— Ты, полагаю, хочешь спросить, допустим ли мы в наше Государство трагедию и комедию?
— Да, — сказал я, — но вопрос может быть шире: я пока еще не знаю, но куда подует ветер рассуждения, туда мы и направимся.
— И направимся, — сказал он.
— Тогда скажи мне, Адимант, должны ли наши стражи быть подражателями? Или же этот вопрос уже решен тем правилом, которое мы установили: один человек может хорошо выполнять только одно дело, а не многие, и если он возьмется за многое, то ни в одном из них не добьется успеха?
— Конечно.
— Разве это не относится и к подражанию? Разве может один человек подражать многим вещам так же хорошо, как одной?
— Не может.
— Значит, вряд ли один и тот же человек сможет серьезно заниматься своим делом в жизни и одновременно быть подражателем, имитируя множество других ролей. Ведь даже когда два вида подражания близки друг другу, одни и те же люди не могут преуспеть в обоих — например, авторы трагедий и комедий. Разве ты не назвал их только что подражаниями?

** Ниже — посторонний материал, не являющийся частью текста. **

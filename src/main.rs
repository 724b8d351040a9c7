//! Trading Ledger CLI
//!
//! Command-line interface for replaying trading account operations from CSV
//! files.
//!
//! # Usage
//!
//! ```bash
//! cargo run -- operations.csv > statement.csv
//! cargo run -- --opening-deposit 1000 operations.csv > statement.csv
//! cargo run -- --opening-deposit 1000 --report holdings operations.csv
//! cargo run -- --report transactions operations.csv > log.csv
//! ```
//!
//! The program replays the operation records from the input CSV file through
//! a single account priced by the built-in fixed oracle, then writes the
//! selected report to stdout.
//!
//! # Exit Codes
//!
//! - 0: Success
//! - 1: Fatal error (missing arguments, file not found, invalid opening
//!   deposit, etc.)

use std::process;
use trading_ledger::cli;
use trading_ledger::pricing::FixedPriceOracle;
use trading_ledger::replay;

fn main() {
    // Parse command-line arguments using clap
    let args = cli::parse_args();

    // The reference fixed price table backs the CLI; the library accepts
    // any oracle implementation
    let oracle = Box::new(FixedPriceOracle::new());

    // Replay the operations and write the selected report to stdout
    let mut output = std::io::stdout();
    if let Err(e) = replay::replay(
        &args.input_file,
        args.opening_deposit,
        oracle,
        args.report,
        &mut output,
    ) {
        eprintln!("Error: {}", e);
        process::exit(1);
    }
}
//! Trading Ledger Library
//! # Overview
//!
//! This library provides an in-memory trading account ledger with a CSV
//! batch replay pipeline.
//!
//! # Architecture
//!
//! The system is organized into several key components:
//!
//! - [`types`] - Core data types (Transaction, Operation, LedgerError)
//! - [`cli`] - CLI argument parsing
//! - [`core`] - Business logic components:
//!   - [`core::account`] - The account ledger: cash balance, holdings, and
//!     the append-only transaction log
//!   - [`core::session`] - Session-keyed account storage for presentation
//!     layers
//! - [`pricing`] - The price oracle capability and its fixed-table
//!   reference implementation
//! - [`io`] - CSV input parsing and report output
//! - [`replay`] - The batch pipeline tying input, account, and reports
//!   together
//!
//! # Operations
//!
//! The ledger supports four mutating operations:
//!
//! - **Deposit**: Credit funds to the cash balance
//! - **Withdraw**: Debit funds (requires sufficient cash)
//! - **Buy**: Purchase shares at the oracle's current price (requires
//!   sufficient cash and a known symbol)
//! - **Sell**: Sell held shares at the oracle's current price (requires
//!   sufficient holdings)
//!
//! and four read queries: portfolio value, gain/loss against the opening
//! deposit, a holdings snapshot, and the transaction history.
//!
//! # Guarantees
//!
//! After every operation: the cash balance is non-negative, no holding is
//! stored at quantity zero, and the transaction log has grown by exactly one
//! entry per successful mutation and by none per rejected one.

// Module declarations
pub mod cli;
pub mod core;
pub mod io;
pub mod pricing;
pub mod replay;
pub mod types;

pub use crate::core::{Account, SessionStore};
pub use crate::io::{OperationReader, OperationRow};
pub use crate::pricing::{FixedPriceOracle, PriceOracle};
pub use crate::types::{LedgerError, Operation, Quantity, Transaction, TransactionKind};
//! CSV format handling for operation input and report output
//!
//! This module centralizes all CSV format concerns, providing:
//! - OperationRow structure for deserialization
//! - Conversion from CSV rows to parsed operations
//! - Report serialization (statement, holdings, transactions)
//!
//! All functions are pure (no I/O beyond the provided writer) for easy
//! testing.

use crate::core::Account;
use crate::types::{Operation, Quantity, Transaction, TransactionKind};
use rust_decimal::Decimal;
use serde::Deserialize;
use std::io::Write;
use std::str::FromStr;

/// CSV row structure for deserialization
///
/// Matches the input CSV format with columns: op, symbol, quantity, amount.
/// Symbol and quantity apply to buy/sell rows; amount applies to
/// deposit/withdraw rows. Unused columns are left empty.
#[derive(Debug, Deserialize, Clone, PartialEq)]
pub struct OperationRow {
    pub op: String,
    pub symbol: Option<String>,
    pub quantity: Option<String>,
    pub amount: Option<String>,
}

/// Convert an OperationRow to a parsed Operation
///
/// This function:
/// - Parses the operation name (case-insensitive)
/// - Requires and parses the amount for deposit/withdraw rows
/// - Requires the symbol and parses the quantity for buy/sell rows
///
/// Syntax errors are reported here; business rules (positive amounts,
/// sufficient funds, known symbols) are validated by the ledger itself.
///
/// # Arguments
///
/// * `row` - The deserialized CSV row
///
/// # Returns
///
/// Result containing either:
/// - Ok(Operation) - Successfully converted row
/// - Err(String) - Error message describing the conversion failure
pub fn convert_operation_row(row: OperationRow) -> Result<Operation, String> {
    match row.op.to_lowercase().as_str() {
        "deposit" => Ok(Operation::Deposit {
            amount: parse_amount(row.amount, "deposit")?,
        }),
        "withdraw" => Ok(Operation::Withdraw {
            amount: parse_amount(row.amount, "withdraw")?,
        }),
        "buy" => Ok(Operation::Buy {
            symbol: parse_symbol(row.symbol, "buy")?,
            quantity: parse_quantity(row.quantity, "buy")?,
        }),
        "sell" => Ok(Operation::Sell {
            symbol: parse_symbol(row.symbol, "sell")?,
            quantity: parse_quantity(row.quantity, "sell")?,
        }),
        other => Err(format!("Invalid operation '{}'", other)),
    }
}

fn parse_amount(field: Option<String>, op: &str) -> Result<Decimal, String> {
    match field {
        Some(raw) if !raw.trim().is_empty() => Decimal::from_str(raw.trim())
            .map_err(|_| format!("Invalid amount '{}' for {} operation", raw, op)),
        _ => Err(format!("{} operation requires an amount", op)),
    }
}

fn parse_symbol(field: Option<String>, op: &str) -> Result<String, String> {
    match field {
        Some(raw) if !raw.trim().is_empty() => Ok(raw.trim().to_string()),
        _ => Err(format!("{} operation requires a symbol", op)),
    }
}

fn parse_quantity(field: Option<String>, op: &str) -> Result<Quantity, String> {
    match field {
        Some(raw) if !raw.trim().is_empty() => Quantity::from_str(raw.trim())
            .map_err(|_| format!("Invalid quantity '{}' for {} operation", raw, op)),
        _ => Err(format!("{} operation requires a quantity", op)),
    }
}

/// Write the account statement to CSV format
///
/// One summary row with columns: cash_balance, portfolio_value,
/// gain_or_loss, at 2-decimal display precision.
///
/// # Arguments
///
/// * `account` - The account to summarize
/// * `output` - Mutable reference to a writer for outputting CSV
///
/// # Returns
///
/// * `Ok(())` if writing succeeded
/// * `Err(String)` if valuation or a write failed
pub fn write_statement_csv(account: &Account, output: &mut dyn Write) -> Result<(), String> {
    use csv::Writer;

    let portfolio_value = account
        .portfolio_value()
        .map_err(|e| format!("Failed to value portfolio: {}", e))?;
    let gain_or_loss = account
        .gain_or_loss()
        .map_err(|e| format!("Failed to compute gain/loss: {}", e))?;

    let mut writer = Writer::from_writer(output);

    writer
        .write_record(["cash_balance", "portfolio_value", "gain_or_loss"])
        .map_err(|e| format!("Failed to write CSV header: {}", e))?;

    writer
        .write_record(&[
            format!("{:.2}", account.cash_balance()),
            format!("{:.2}", portfolio_value),
            format!("{:.2}", gain_or_loss),
        ])
        .map_err(|e| format!("Failed to write statement record: {}", e))?;

    writer
        .flush()
        .map_err(|e| format!("Failed to flush output: {}", e))?;

    Ok(())
}

/// Write current holdings to CSV format
///
/// Writes holdings with columns: symbol, quantity, unit_price, market_value,
/// sorted by symbol for deterministic output.
///
/// # Arguments
///
/// * `account` - The account whose holdings to write
/// * `output` - Mutable reference to a writer for outputting CSV
///
/// # Returns
///
/// * `Ok(())` if writing succeeded
/// * `Err(String)` if pricing or a write failed
pub fn write_holdings_csv(account: &Account, output: &mut dyn Write) -> Result<(), String> {
    use csv::Writer;

    let mut writer = Writer::from_writer(output);

    writer
        .write_record(["symbol", "quantity", "unit_price", "market_value"])
        .map_err(|e| format!("Failed to write CSV header: {}", e))?;

    // Sort holdings by symbol for deterministic output
    let mut holdings: Vec<(String, Quantity)> = account.holdings_snapshot().into_iter().collect();
    holdings.sort_by(|a, b| a.0.cmp(&b.0));

    for (symbol, quantity) in holdings {
        let unit_price = account
            .quote(&symbol)
            .map_err(|e| format!("Failed to price holding: {}", e))?;
        let market_value = unit_price
            .checked_mul(Decimal::from(quantity))
            .ok_or_else(|| format!("Market value overflow for {}", symbol))?;

        writer
            .write_record(&[
                symbol,
                quantity.to_string(),
                format!("{:.2}", unit_price),
                format!("{:.2}", market_value),
            ])
            .map_err(|e| format!("Failed to write holding record: {}", e))?;
    }

    writer
        .flush()
        .map_err(|e| format!("Failed to flush output: {}", e))?;

    Ok(())
}

/// Write the transaction log to CSV format
///
/// Writes transactions in log order with columns: timestamp, kind, symbol,
/// quantity, unit_price, amount. Timestamps are RFC 3339. The amount column
/// carries the cash delta of the entry: the deposited/withdrawn amount, or
/// the total cost/proceeds of a trade. Columns that do not apply to a kind
/// are left empty.
///
/// # Arguments
///
/// * `transactions` - The transaction log, in chronological order
/// * `output` - Mutable reference to a writer for outputting CSV
///
/// # Returns
///
/// * `Ok(())` if writing succeeded
/// * `Err(String)` if a write error occurred
pub fn write_transactions_csv(
    transactions: &[Transaction],
    output: &mut dyn Write,
) -> Result<(), String> {
    use csv::Writer;

    let mut writer = Writer::from_writer(output);

    writer
        .write_record(["timestamp", "kind", "symbol", "quantity", "unit_price", "amount"])
        .map_err(|e| format!("Failed to write CSV header: {}", e))?;

    for transaction in transactions {
        let timestamp = transaction.timestamp.to_rfc3339();
        let kind = transaction.kind.label().to_string();

        let record = match &transaction.kind {
            TransactionKind::Deposit { amount } | TransactionKind::Withdraw { amount } => [
                timestamp,
                kind,
                String::new(),
                String::new(),
                String::new(),
                format!("{:.2}", amount),
            ],
            TransactionKind::Buy {
                symbol,
                quantity,
                unit_price,
            }
            | TransactionKind::Sell {
                symbol,
                quantity,
                unit_price,
            } => {
                let total = unit_price
                    .checked_mul(Decimal::from(*quantity))
                    .ok_or_else(|| format!("Amount overflow for {}", symbol))?;
                [
                    timestamp,
                    kind,
                    symbol.clone(),
                    quantity.to_string(),
                    format!("{:.2}", unit_price),
                    format!("{:.2}", total),
                ]
            }
        };

        writer
            .write_record(&record)
            .map_err(|e| format!("Failed to write transaction record: {}", e))?;
    }

    writer
        .flush()
        .map_err(|e| format!("Failed to flush output: {}", e))?;

    Ok(())
}
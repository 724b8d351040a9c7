//! Benchmark suite for ledger operations and the replay pipeline
//!
//! These benchmarks measure the hot paths of the account ledger using the
//! divan benchmarking framework.
//!
//! # Running Benchmarks
//!
//! ```bash
//! cargo bench
//! ```

use rust_decimal::Decimal;
use std::collections::HashMap;
use std::io::Write;
use trading_ledger::cli::ReportKind;
use trading_ledger::pricing::FixedPriceOracle;
use trading_ledger::replay::replay;
use trading_ledger::Account;

fn main() {
    divan::main();
}

/// Benchmark alternating deposits and withdrawals (1,000 operations)
#[divan::bench]
fn deposit_withdraw_cycle() {
    let mut account =
        Account::new(Box::new(FixedPriceOracle::new()), Decimal::new(1_000_000, 0)).unwrap();

    for _ in 0..500 {
        account.deposit(Decimal::new(125, 0)).unwrap();
        account.withdraw(Decimal::new(125, 0)).unwrap();
    }
}

/// Benchmark buy/sell round trips against the canonical price table (200 operations)
#[divan::bench]
fn buy_sell_cycle() {
    let mut account =
        Account::new(Box::new(FixedPriceOracle::new()), Decimal::new(10_000, 0)).unwrap();

    for _ in 0..100 {
        account.buy("AAPL", 1).unwrap();
        account.sell("AAPL", 1).unwrap();
    }
}

/// Benchmark portfolio valuation over a wide synthetic price table (100 holdings)
#[divan::bench]
fn portfolio_value_wide() {
    let prices: HashMap<String, Decimal> = (0..100)
        .map(|i| (format!("SYM{:03}", i), Decimal::new(100 + i, 0)))
        .collect();
    let symbols: Vec<String> = prices.keys().cloned().collect();

    let mut account = Account::new(
        Box::new(FixedPriceOracle::with_prices(prices)),
        Decimal::new(100_000, 0),
    )
    .unwrap();
    for symbol in &symbols {
        account.buy(symbol, 1).unwrap();
    }

    for _ in 0..100 {
        account.portfolio_value().unwrap();
    }
}

/// Benchmark the full replay pipeline over a generated operations CSV (300 rows)
#[divan::bench]
fn replay_statement_pipeline() {
    let mut input = tempfile::NamedTempFile::new().expect("Failed to create temp file");
    writeln!(input, "op,symbol,quantity,amount").unwrap();
    for _ in 0..100 {
        writeln!(input, "deposit,,,500.0").unwrap();
        writeln!(input, "buy,AAPL,2,").unwrap();
        writeln!(input, "sell,AAPL,2,").unwrap();
    }
    input.flush().unwrap();

    let mut output = Vec::new();
    replay(
        input.path(),
        Decimal::new(1_000, 0),
        Box::new(FixedPriceOracle::new()),
        ReportKind::Statement,
        &mut output,
    )
    .expect("Replay failed");
}
use anyhow::{Context, Result};
use serde::Deserialize;
use std::path::{Path, PathBuf};

/// Environment variable the host sets to point at the workspace root.
pub const WORKSPACE_ENV: &str = "OPENCODE_SIDECAR_WORKSPACE";

const CONFIG_FILE: &str = "sidecar.toml";

/// Optional overrides loaded from `sidecar.toml` at the workspace root.
#[derive(Debug, Deserialize)]
pub struct Config {
    #[serde(default = "default_notes_dir")]
    pub notes_dir: String,

    #[serde(default = "default_prompts_dir")]
    pub prompts_dir: String,
}

fn default_notes_dir() -> String {
    "traits".to_string()
}

fn default_prompts_dir() -> String {
    "prompts".to_string()
}

impl Default for Config {
    fn default() -> Self {
        Self {
            notes_dir: default_notes_dir(),
            prompts_dir: default_prompts_dir(),
        }
    }
}

/// Resolved workspace: root directory plus the note and prompt locations.
#[derive(Debug)]
pub struct Workspace {
    root: PathBuf,
    config: Config,
}

impl Workspace {
    /// Locate the workspace root: env override first, else the parent of
    /// the directory holding the executable (`<root>/hooks/<bin>`).
    pub fn locate() -> Result<Self> {
        if let Ok(root) = std::env::var(WORKSPACE_ENV) {
            return Self::open(PathBuf::from(root));
        }
        let exe = std::env::current_exe().context("Failed to resolve executable path")?;
        let root = exe
            .parent()
            .and_then(Path::parent)
            .context("Executable has no enclosing workspace")?
            .to_path_buf();
        Self::open(root)
    }

    /// Open a workspace rooted at `root`, loading `sidecar.toml` if present.
    pub fn open(root: PathBuf) -> Result<Self> {
        let config = load_config(&root.join(CONFIG_FILE))?;
        Ok(Self { root, config })
    }

    pub fn root(&self) -> &Path {
        &self.root
    }

    pub fn notes_dir(&self) -> PathBuf {
        self.root.join(&self.config.notes_dir)
    }

    pub fn prompts_dir(&self) -> PathBuf {
        self.root.join(&self.config.prompts_dir)
    }
}

/// Load config from file or use defaults.
fn load_config(path: &Path) -> Result<Config> {
    if !path.exists() {
        return Ok(Config::default());
    }
    let content =
        std::fs::read_to_string(path).context(format!("Failed to read config file: {:?}", path))?;
    let config = toml::from_str(&content).context("Failed to parse TOML config")?;
    Ok(config)
}

#[cfg(test)]
mod tests {
    use super::*;

    #[test]
    fn test_defaults_when_config_absent() {
        let dir = tempfile::tempdir().unwrap();
        let ws = Workspace::open(dir.path().to_path_buf()).unwrap();
        assert_eq!(ws.notes_dir(), dir.path().join("traits"));
        assert_eq!(ws.prompts_dir(), dir.path().join("prompts"));
    }

    #[test]
    fn test_config_overrides_notes_dir() {
        let dir = tempfile::tempdir().unwrap();
        std::fs::write(dir.path().join("sidecar.toml"), "notes_dir = \"memory\"\n").unwrap();
        let ws = Workspace::open(dir.path().to_path_buf()).unwrap();
        assert_eq!(ws.notes_dir(), dir.path().join("memory"));
        assert_eq!(ws.prompts_dir(), dir.path().join("prompts"));
    }

    #[test]
    fn test_invalid_config_is_an_error() {
        let dir = tempfile::tempdir().unwrap();
        std::fs::write(dir.path().join("sidecar.toml"), "notes_dir = [not toml").unwrap();
        let result = Workspace::open(dir.path().to_path_buf());
        assert!(result.is_err());
    }
}
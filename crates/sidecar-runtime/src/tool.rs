use anyhow::{bail, Result};
use serde::Serialize;
use serde_json::{Map, Value};
use std::collections::BTreeMap;

use crate::hooks::HookResult;

/// Wire schema for one tool, as reported by the `discover` hook.
#[derive(Debug, Clone, Serialize, PartialEq)]
pub struct ToolDef {
    pub name: String,
    pub description: String,
    /// Parameter name mapped to its human-readable description.
    pub parameters: BTreeMap<String, String>,
}

/// One declared parameter. A parameter without a description is accepted
/// at call time but stays invisible in the discover schema.
#[derive(Debug, Clone)]
pub struct ParamSchema {
    pub name: &'static str,
    pub description: Option<&'static str>,
}

impl ParamSchema {
    pub fn described(name: &'static str, description: &'static str) -> Self {
        Self {
            name,
            description: Some(description),
        }
    }

    pub fn undescribed(name: &'static str) -> Self {
        Self {
            name,
            description: None,
        }
    }
}

/// Declarative descriptor attached to each tool at registration time.
#[derive(Debug, Clone)]
pub struct ToolSchema {
    pub name: &'static str,
    pub description: &'static str,
    pub params: Vec<ParamSchema>,
}

impl ToolSchema {
    /// Derive the wire schema. Never invokes the tool.
    pub fn definition(&self) -> ToolDef {
        let parameters = self
            .params
            .iter()
            .filter_map(|p| p.description.map(|d| (p.name.to_string(), d.to_string())))
            .collect();
        ToolDef {
            name: self.name.to_string(),
            description: self.description.to_string(),
            parameters,
        }
    }
}

/// A callable operation exposed through the `execute_tool` hook.
pub trait Tool {
    /// Tool name for registration.
    fn name(&self) -> &'static str;

    /// Declared schema; must not execute anything.
    fn schema(&self) -> ToolSchema;

    /// Execute with already-bound arguments.
    fn invoke(&self, args: &Arguments) -> Result<HookResult>;
}

/// Named arguments validated against a tool schema.
///
/// An unexpected key, a missing declared key, or a non-string value is a
/// call error; the dispatcher surfaces it as `tool error: ...`.
#[derive(Debug)]
pub struct Arguments {
    values: Map<String, Value>,
}

impl Arguments {
    pub fn bind(schema: &ToolSchema, raw: Value) -> Result<Self> {
        let values = match raw {
            Value::Object(map) => map,
            other => bail!("arguments must be an object, got {}", json_type(&other)),
        };
        for key in values.keys() {
            if !schema.params.iter().any(|p| p.name == key) {
                bail!("unexpected argument: {key}");
            }
        }
        Ok(Self { values })
    }

    pub fn require_str(&self, name: &str) -> Result<&str> {
        match self.values.get(name) {
            Some(Value::String(s)) => Ok(s),
            Some(other) => bail!("argument '{name}' must be a string, got {}", json_type(other)),
            None => bail!("missing argument: {name}"),
        }
    }
}

fn json_type(value: &Value) -> &'static str {
    match value {
        Value::Null => "null",
        Value::Bool(_) => "bool",
        Value::Number(_) => "number",
        Value::String(_) => "string",
        Value::Array(_) => "array",
        Value::Object(_) => "object",
    }
}
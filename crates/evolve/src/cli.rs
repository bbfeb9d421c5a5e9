use clap::Parser;

#[derive(Parser)]
#[command(name = "evolve")]
#[command(about = "Sidecar hook adapter - notes CRUD and prompt assembly", long_about = None)]
#[command(version)]
pub struct Cli {
    /// Hook name to dispatch (e.g. discover, mutate_request, execute_tool)
    pub hook: String,
}
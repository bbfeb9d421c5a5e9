mod delete;
mod list;
mod read;
mod write;

pub use delete::NoteDelete;
pub use list::NoteList;
pub use read::NoteRead;
pub use write::NoteWrite;

use std::sync::Arc;

use crate::notes::NotesStore;
use crate::registry::Registry;

pub(crate) const NAME_PARAM_DESC: &str = "note filename (e.g. todo.md)";

/// Explicit startup registration for the builtin note tools.
pub fn register_builtin_tools(registry: &mut Registry, store: Arc<NotesStore>) {
    registry.register_tool(Box::new(NoteList::new(store.clone())));
    registry.register_tool(Box::new(NoteRead::new(store.clone())));
    registry.register_tool(Box::new(NoteWrite::new(store.clone())));
    registry.register_tool(Box::new(NoteDelete::new(store)));
}
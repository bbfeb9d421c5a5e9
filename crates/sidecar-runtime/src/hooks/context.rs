use anyhow::{anyhow, Result};
use serde_json::{Map, Value};

use crate::notify::Notification;

/// Read-only JSON context supplied by the host. The schema varies per
/// hook; fields a hook does not recognize are ignored.
#[derive(Debug, Clone, Default)]
pub struct HookContext {
    fields: Map<String, Value>,
}

impl HookContext {
    pub fn new(fields: Map<String, Value>) -> Self {
        Self { fields }
    }

    /// Parse raw stdin text. Empty, unparsable, or non-object input is an
    /// empty context, never an error; the host may legitimately send
    /// nothing at all.
    pub fn from_input(raw: &str) -> Self {
        match serde_json::from_str::<Value>(raw) {
            Ok(Value::Object(map)) => Self::new(map),
            _ => Self::default(),
        }
    }

    pub fn field(&self, key: &str) -> Option<&Value> {
        self.fields.get(key)
    }

    pub fn str_field(&self, key: &str) -> Option<&str> {
        self.fields.get(key).and_then(Value::as_str)
    }

    /// Tool name for `execute_tool`; empty when absent.
    pub fn tool(&self) -> &str {
        self.str_field("tool").unwrap_or("")
    }

    /// Raw `args` value for `execute_tool`; an absent field is an empty
    /// object. Shape validation happens at argument binding.
    pub fn args(&self) -> Value {
        self.field("args")
            .cloned()
            .unwrap_or_else(|| Value::Object(Map::new()))
    }

    /// The `notifications` list; an absent field is an empty list.
    pub fn notifications(&self) -> Result<Vec<Notification>> {
        match self.fields.get("notifications") {
            None => Ok(Vec::new()),
            Some(value) => serde_json::from_value(value.clone())
                .map_err(|e| anyhow!("malformed notifications field: {e}")),
        }
    }

    /// A string field of the `session` object, `?` when absent.
    pub fn session_field(&self, key: &str) -> &str {
        self.fields
            .get("session")
            .and_then(|s| s.get(key))
            .and_then(Value::as_str)
            .unwrap_or("?")
    }

    pub fn answer(&self) -> &str {
        self.str_field("answer").unwrap_or("")
    }
}

#[cfg(test)]
mod tests {
    use super::*;
    use serde_json::json;

    #[test]
    fn test_empty_and_garbage_input_become_empty_context() {
        for raw in ["", "   ", "not json{{", "[1, 2]", "\"text\"", "42"] {
            let ctx = HookContext::from_input(raw);
            assert!(ctx.field("anything").is_none(), "input {:?}", raw);
        }
    }

    #[test]
    fn test_object_input_is_preserved() {
        let ctx = HookContext::from_input(r#"{"tool": "note_list", "args": {}}"#);
        assert_eq!(ctx.tool(), "note_list");
    }

    #[test]
    fn test_session_fields_default_to_question_mark() {
        let ctx = HookContext::default();
        assert_eq!(ctx.session_field("id"), "?");

        let ctx = HookContext::from_input(r#"{"session": {"id": "abc"}}"#);
        assert_eq!(ctx.session_field("id"), "abc");
        assert_eq!(ctx.session_field("agent"), "?");
    }

    #[test]
    fn test_notifications_absent_is_empty() {
        assert!(HookContext::default().notifications().unwrap().is_empty());
    }

    #[test]
    fn test_notifications_malformed_is_error() {
        let ctx = HookContext::new(
            json!({"notifications": "nope"}).as_object().unwrap().clone(),
        );
        assert!(ctx.notifications().is_err());
    }
}
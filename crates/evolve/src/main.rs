mod cli;

use std::io;
use std::process::ExitCode;

use anyhow::Result;
use clap::error::ErrorKind;
use clap::Parser;
use sidecar_runtime::{DispatchStatus, Dispatcher, FrameSink, Workspace};

use cli::Cli;

fn main() -> ExitCode {
    // Diagnostics on stderr; stdout is reserved for protocol frames.
    sidecar_runtime::init_logging();

    let stdout = io::stdout();
    let mut sink = FrameSink::new(stdout.lock());

    let cli = match Cli::try_parse() {
        Ok(cli) => cli,
        Err(e) if matches!(e.kind(), ErrorKind::DisplayHelp | ErrorKind::DisplayVersion) => {
            let _ = e.print();
            return ExitCode::SUCCESS;
        }
        Err(_) => {
            // Missing hook name: structured error, no stdin read.
            let _ = sink.error("usage: evolve <hook-name>");
            return ExitCode::FAILURE;
        }
    };

    match run(&cli.hook, &mut sink) {
        Ok(DispatchStatus::Completed) => ExitCode::SUCCESS,
        Ok(DispatchStatus::UnknownHook) => ExitCode::FAILURE,
        Err(e) => {
            // Startup failure: workspace resolution or config parse.
            let _ = sink.error(&format!("{e:#}"));
            ExitCode::FAILURE
        }
    }
}

fn run<W: io::Write>(hook: &str, sink: &mut FrameSink<W>) -> Result<DispatchStatus> {
    let workspace = Workspace::locate()?;
    let dispatcher = Dispatcher::new(&workspace);
    dispatcher.dispatch(hook, &mut io::stdin().lock(), sink)
}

— Да, назвал; и ты прав, считая, что одни и те же люди не могут преуспеть в обоих жанрах.
— И так же, как они не могут быть одновременно рапсодами и актерами?
— Верно.
— И комические актеры не те же самые, что трагические, хотя все это — лишь подражания.
— Это так.
— Похоже, Адимант, человеческая природа раздроблена на еще более мелкие части, и человек не способен хорошо подражать многим вещам, так же как и хорошо выполнять те действия, копиями которых являются эти подражания.
— Совершенно верно, — ответил он.
— Если мы будем придерживаться нашего первоначального замысла и помнить, что наши стражи, отбросив все прочие занятия, должны всецело посвятить себя поддержанию свободы в Государстве, сделав это своим ремеслом и не занимаясь ничем, что не служит этой цели, то им не следует практиковать или имитировать что-либо иное. Если они и будут подражать, то с юных лет должны подражать лишь тем характерам, которые соответствуют их профессии: мужественным, рассудительным, благочестивым, свободным и тому подобным. Им не следует изображать или быть искусными в подражании какой-либо низменности или подлости, чтобы через подражание они сами не стали такими, каким подражают. Разве ты никогда не замечал, как подражания, начавшись в ранней юности и продолжаясь долго, переходят в привычки и становятся второй натурой, затрагивая тело, голос и ум?
— Да, конечно, — сказал он.
— Тогда, — сказал я, — мы не позволим тем, о ком мы заботимся и о ком говорим, что они должны стать достойными мужами, подражать женщине — молодой или старой, — ссорящейся с мужем, или спорящей с богами и кичащейся своим счастьем, или же когда она в горе, в печали или плачет; и уж конечно, не той, что больна, влюблена или рожает.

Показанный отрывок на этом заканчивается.